Chemotherapy for Lung Cancer
Because so many factors affect how a chemotherapy plan is developed, our expertise and national role in research is invaluable. There are no set “menus” to follow, only established guidelines. Our medical oncologists consider factors such as the patient’s overall health, personal preferences and tolerance of different side effects.
They then consider the dosage of the drugs; what combinations of drugs to use; how many different drugs to use; how frequently to administer them; whether to combine the chemotherapy with radiation therapy; and whether the drugs should be given before, after or concurrently with radiation therapy. Our medical oncologists are also part of our regular tumor boards, and work closely with all of our thoracic cancer specialists to determine the best treatment plan for each person.
Clinical Trials in Chemotherapy
Clinical trials are an important part of every area of lung cancer treatment, and chemotherapy studies are being conducted almost continuously. At Froedtert & the Medical College there are opportunities for patients to receive new chemotherapy drugs as part of clinical studies for almost every stage of lung cancer. These drugs of the future are not otherwise available in the community. Patients with lung cancer are especially encouraged to explore clinical trials.
Our medical oncologists are involved in designing national research studies. They also participate in other studies that look at the role of chemotherapy in treating lung cancer. The Thoracic Cancer Program team belongs to several cancer cooperative groups, where large cancer centers nationally have joined together to be part of a network to carry out large clinical studies.
Studies examine such questions as what different combinations of chemotherapy drugs work best; what combinations of chemotherapy and radiation therapy work best; how many drugs to combine; how frequently to give treatments and more. Many of the trials we participate in are Phase II studies, which are close to being approved as standard treatments. We also participate in many Phase III trials, which test standard accepted treatments against one another or test a standard treatment against something a bit newer. See Clinical Trials Basics to learn more.
Types of Lung Cancer and Chemotherapy Treatments Options
Chemotherapy is the treatment backbone for a significant number of lung cancer patients. Once the stage of the cancer is known, a medical oncologist determines the most appropriate chemotherapy drugs. Some drugs can target certain mutations in the cancer gene, increasing their effectiveness and likelihood of response.
Small cell lung cancer is sensitive to chemotherapy and responds so well that surgery is rarely a part of the treatment plan. Established guidelines recommend roughly five or six different chemotherapy drugs as possible treatments for small cell lung cancer.
The standard treatment approach for small cell lung cancer that has not spread is chemotherapy and radiation given at the same time.

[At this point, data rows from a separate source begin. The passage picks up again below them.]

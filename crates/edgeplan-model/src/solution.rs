//! A candidate deployment plan — how many replicas of each service run on
//! each node.
//!
//! Stored as a dense node-major matrix; every (node, service) cell exists
//! and counts are non-negative by construction. The external artifact shape
//! is the nested `node → service → count` map the cluster applier consumes.

use std::collections::BTreeMap;

use crate::cluster::ClusterModel;
use crate::error::{ModelError, ModelResult};

/// Replica counts for every (node, service) pair.
#[derive(Debug, Clone, PartialEq, Eq)]
pub struct Solution {
    nodes: usize,
    services: usize,
    counts: Vec<u32>,
}

impl Solution {
    /// An all-zero plan shaped for the given model.
    pub fn zeroed(model: &ClusterModel) -> Self {
        Self {
            nodes: model.node_count(),
            services: model.service_count(),
            counts: vec![0; model.node_count() * model.service_count()],
        }
    }

    pub fn node_count(&self) -> usize {
        self.nodes
    }

    pub fn service_count(&self) -> usize {
        self.services
    }

    pub fn get(&self, node: usize, service: usize) -> u32 {
        self.counts[node * self.services + service]
    }

    pub fn set(&mut self, node: usize, service: usize, count: u32) {
        self.counts[node * self.services + service] = count;
    }

    pub fn add(&mut self, node: usize, service: usize, delta: u32) {
        self.counts[node * self.services + service] += delta;
    }

    /// Total replicas of one service across all nodes.
    pub fn service_total(&self, service: usize) -> u32 {
        (0..self.nodes).map(|n| self.get(n, service)).sum()
    }

    /// Total replicas in the whole plan.
    pub fn total(&self) -> u32 {
        self.counts.iter().sum()
    }

    /// Serialize as the nested `node → service → count` artifact map.
    ///
    /// BTreeMaps keep the artifact stable across runs.
    pub fn to_node_map(&self, model: &ClusterModel) -> BTreeMap<String, BTreeMap<String, u32>> {
        let mut map = BTreeMap::new();
        for (n, node) in model.nodes().iter().enumerate() {
            let mut row = BTreeMap::new();
            for (s, service) in model.services().iter().enumerate() {
                row.insert(service.id.clone(), self.get(n, s));
            }
            map.insert(node.id.clone(), row);
        }
        map
    }

    /// Rebuild a solution from the nested artifact map.
    ///
    /// Missing cells default to zero; unknown node or service names are
    /// rejected.
    pub fn from_node_map(
        model: &ClusterModel,
        map: &BTreeMap<String, BTreeMap<String, u32>>,
    ) -> ModelResult<Self> {
        let mut solution = Self::zeroed(model);
        for (node_id, row) in map {
            let n = model
                .node_index(node_id)
                .ok_or_else(|| ModelError::UnknownNode(node_id.clone()))?;
            for (service_id, count) in row {
                let s = model
                    .service_index(service_id)
                    .ok_or_else(|| ModelError::UnknownService(service_id.clone()))?;
                solution.set(n, s, *count);
            }
        }
        Ok(solution)
    }
}
/// Failure to open a socket to the relay.
///
/// Never crosses the `ChatConnection` API; it is logged and surfaced as an
/// `Error` status followed by `Disconnected`.
#[derive(Debug, thiserror::Error)]
pub enum TransportError {
    #[error("unsupported endpoint scheme in {0} (expected ws, wss, irc or ircs)")]
    UnsupportedScheme(String),

    #[error("invalid endpoint {endpoint}: {reason}")]
    InvalidEndpoint { endpoint: String, reason: String },

    #[error("TCP connect to {endpoint} failed: {source}")]
    Connect {
        endpoint: String,
        #[source]
        source: std::io::Error,
    },

    #[error("TLS handshake with {endpoint} failed: {source}")]
    Tls {
        endpoint: String,
        #[source]
        source: std::io::Error,
    },

    #[error("WebSocket handshake with {endpoint} failed: {source}")]
    WebSocket {
        endpoint: String,
        #[source]
        source: tokio_tungstenite::tungstenite::Error,
    },
}
//! Classification of one protocol line into what the connection acts on.
//!
//! [`classify`] is pure: the same line always yields the same [`Inbound`].
//! Receive-time stamping happens later, when the connection turns a
//! [`ChatLine`] into a [`ChatEvent`].

use std::collections::HashMap;

use chrono::{DateTime, TimeZone, Utc};

use crate::event::{ChatEvent, ChatEventKind};
use crate::irc::Message;

pub const JOIN_TEXT: &str = "joined";
pub const PART_TEXT: &str = "left";

/// What one inbound line means to the connection.
#[derive(Debug, Clone, PartialEq, Eq)]
pub enum Inbound {
    /// Server liveness check; must be answered with `PONG`.
    Ping { token: Option<String> },
    /// A chat message, join or part.
    Chat(ChatLine),
    /// `001` registration welcome.
    Welcome { nick: String },
    /// Server `NOTICE` (login failures, moderation notices, ...).
    Notice { channel: Option<String>, text: String },
    /// Server asks the client to reconnect (maintenance restart).
    Reconnect,
    CapAck(String),
    CapNak(String),
    /// Anything else; dropped silently.
    Ignored,
}

/// A user-sourced chat line, before it is stamped into a [`ChatEvent`].
#[derive(Debug, Clone, PartialEq, Eq)]
pub struct ChatLine {
    pub kind: ChatEventKind,
    pub username: String,
    pub channel: String,
    pub text: String,
    pub tags: HashMap<String, String>,
    /// From the `tmi-sent-ts` tag, if present and valid.
    pub sent_at: Option<DateTime<Utc>>,
}

impl ChatLine {
    /// Stamp with the server send time, or `received_at` when the line had none.
    pub fn into_event(self, received_at: DateTime<Utc>) -> ChatEvent {
        ChatEvent {
            timestamp: self.sent_at.unwrap_or(received_at),
            username: self.username,
            channel: self.channel,
            text: self.text,
            kind: self.kind,
            tags: self.tags,
        }
    }
}

pub fn classify(line: &str) -> Inbound {
    let Some(msg) = Message::parse(line) else {
        return Inbound::Ignored;
    };

    match msg.command.as_str() {
        "PING" => Inbound::Ping {
            token: msg.params.first().filter(|t| !t.is_empty()).cloned(),
        },
        "PRIVMSG" => {
            if msg.params.len() < 2 || msg.params[1].is_empty() {
                return Inbound::Ignored;
            }
            let text = msg.params[1].clone();
            chat_line(msg, ChatEventKind::Message, text)
        }
        "JOIN" => chat_line(msg, ChatEventKind::Join, JOIN_TEXT.to_string()),
        "PART" => chat_line(msg, ChatEventKind::Part, PART_TEXT.to_string()),
        "001" => Inbound::Welcome {
            nick: msg.params.first().cloned().unwrap_or_default(),
        },
        "NOTICE" => {
            let text = match msg.params.last() {
                Some(text) if msg.params.len() >= 2 => text.clone(),
                _ => return Inbound::Ignored,
            };
            let channel = msg.params.first().filter(|t| t.starts_with('#')).cloned();
            Inbound::Notice { channel, text }
        }
        "RECONNECT" => Inbound::Reconnect,
        "CAP" => {
            let caps = msg.params.last().cloned().unwrap_or_default();
            match msg.params.get(1).map(|s| s.to_ascii_uppercase()).as_deref() {
                Some("ACK") => Inbound::CapAck(caps),
                Some("NAK") => Inbound::CapNak(caps),
                _ => Inbound::Ignored,
            }
        }
        _ => Inbound::Ignored,
    }
}

fn chat_line(msg: Message, kind: ChatEventKind, text: String) -> Inbound {
    let Some(username) = msg.user_nick().map(str::to_string) else {
        return Inbound::Ignored;
    };
    let Some(channel) = msg.params.first().filter(|c| c.starts_with('#')).cloned() else {
        return Inbound::Ignored;
    };
    let sent_at = msg
        .tags
        .get("tmi-sent-ts")
        .and_then(|ts| ts.parse::<i64>().ok())
        .and_then(|ms| Utc.timestamp_millis_opt(ms).single());

    Inbound::Chat(ChatLine {
        kind,
        username,
        channel,
        text,
        tags: msg.tags,
        sent_at,
    })
}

More advanced stages are generally treated with chemotherapy first and may be followed by radiation therapy to the chest, the brain, and other sites of disease depending on the response to chemotherapy and symptoms.
Non-small cell lung cancer has more subtypes and more diverse treatment options. Currently, 10 - 12 chemotherapy drugs are recommended for treating non-small cell lung cancer. In general, all of the subtypes are treated following the same guidelines.
If lung cancer is confined to the lung (Stage I) and surgically removed, chemotherapy is sometimes given to prevent recurrence. This is considered curative chemotherapy.
Chemotherapy is also used for Stages II and III for lung cancer that is confined to the chest. Chemotherapy can be given in combination with radiation and surgery when complete removal and curative treatment appears possible.
Doctors will treat cancer that has spread, or is likely to spread differently than cancer that is confined to the lung. Occasional isolated single areas of spread (oligometastases) are treated aggressively with surgery and a combination of radiation and chemotherapy. If the cancer has spread (metastasized) to other parts of the body such as the liver, brain or elsewhere (Stage IV), chemotherapy is given to relieve symptoms and prolong life. Today, the side effects of chemotherapy — nausea and vomiting — are greatly reduced, so benefits from chemotherapy are much greater than in the past.